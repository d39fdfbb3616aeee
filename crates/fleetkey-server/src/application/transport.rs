//! The transport seam between command routing and device I/O.
//!
//! The registry and router never touch a WebSocket directly; they hold
//! `Arc<dyn DeviceTransport>` handles. Production wires in the
//! tokio-tungstenite session from `infrastructure::device_session`; tests
//! wire in recording in-memory transports.

use async_trait::async_trait;
use thiserror::Error;

use fleetkey_core::KeyboardReport;

/// A report send that did not reach the device.
#[derive(Debug, Clone, PartialEq, Eq, Error)]
pub enum SendError {
    /// The session is already closed; nothing was written.
    #[error("device session is closed")]
    Closed,

    /// The underlying transport failed mid-write.
    #[error("transport failure: {0}")]
    Transport(String),
}

/// One live connection to a device-side keyboard injector.
///
/// Implementations must be safe to share across tasks: the router fans a
/// broadcast out to every transport concurrently. `Debug` is required so
/// registry lookups and routing outcomes can be asserted on and logged.
#[async_trait]
pub trait DeviceTransport: Send + Sync + std::fmt::Debug {
    /// Delivers one keyboard report to the device.
    async fn send_report(&self, report: KeyboardReport) -> Result<(), SendError>;

    /// Closes the session. Idempotent; later sends return [`SendError::Closed`].
    async fn close(&self);

    /// Whether the session is believed to be alive.
    ///
    /// Liveness is advisory: a send can still fail after this returns `true`
    /// if the device drops the connection in between.
    fn is_alive(&self) -> bool;
}
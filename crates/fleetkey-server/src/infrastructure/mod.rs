//! Infrastructure layer: all real WebSocket I/O.
//!
//! - [`device_session`] — outbound sessions to device-side injectors.
//! - [`gateway`] — the inbound control-plane listener for browser clients.

pub mod device_session;
pub mod gateway;

pub use device_session::{ConnectError, DeviceSession};
pub use gateway::{run_gateway, run_gateway_on};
○ ○ ○ ○ ○
_ABOUT THIS TASK_.
Print out all the entries precisely as written.

_EXERCISE SOLUTION_.
repository d39fdfbb3616aeee
filename crates/fleetkey-server/src/application/transport.rs
//! The transport seam between command routing and device I/O.
//!
//! The registry and router never touch a WebSocket directly; they hold
//! `Arc<dyn DeviceTransport>` handles. Production wires in the
//! tokio-tungstenite session from `infrastructure::device_session`; tests
//! wire in recording in-memory transports.

use async_trait::async_trait;
use thiserror::Error;

use fleetkey_core::KeyboardReport;

/// A report send that did not reach the device.
#[derive(Debug, Clone, PartialEq, Eq, Error)]
pub enum SendError {
    /// The session is already closed; nothing was written.
    #[error("device session is closed")]
    Closed,

    /// The underlying transport failed mid-write.
    #[error("transport failure: {0}")]
    Transport(String),
}

/// One live connection to a device-side keyboard injector.
///
/// Implementations must be safe to share across tasks: the router fans a
/// broadcast out to every transport concurrently. `Debug` is required so
/// registry lookups and routing outcomes can be asserted on and logged.
#[async_trait]
pub trait DeviceTransport: Send + Sync + std::fmt::Debug {
    /// Delivers one keyboard report to the device.
    async fn send_report(&self, report: KeyboardReport) -> Result<(), SendError>;

    /// Closes the session. Idempotent; later sends return [`SendError::Closed`].
    async fn close(&self);

    /// Whether the session is believed to be alive.
    ///
    /// Liveness is advisory: a send can still fail after this returns `true`
    /// if the device drops the connection in between.
    fn is_alive(&self) -> bool;
}
filename crates/fleetkey-server/src/infrastructure/mod.rs
//! Infrastructure layer: all real WebSocket I/O.
//!
//! - [`device_session`] — outbound sessions to device-side injectors.
//! - [`gateway`] — the inbound control-plane listener for browser clients.

pub mod device_session;
pub mod gateway;

pub use device_session::{ConnectError, DeviceSession};
pub use gateway::{run_gateway, run_gateway_on};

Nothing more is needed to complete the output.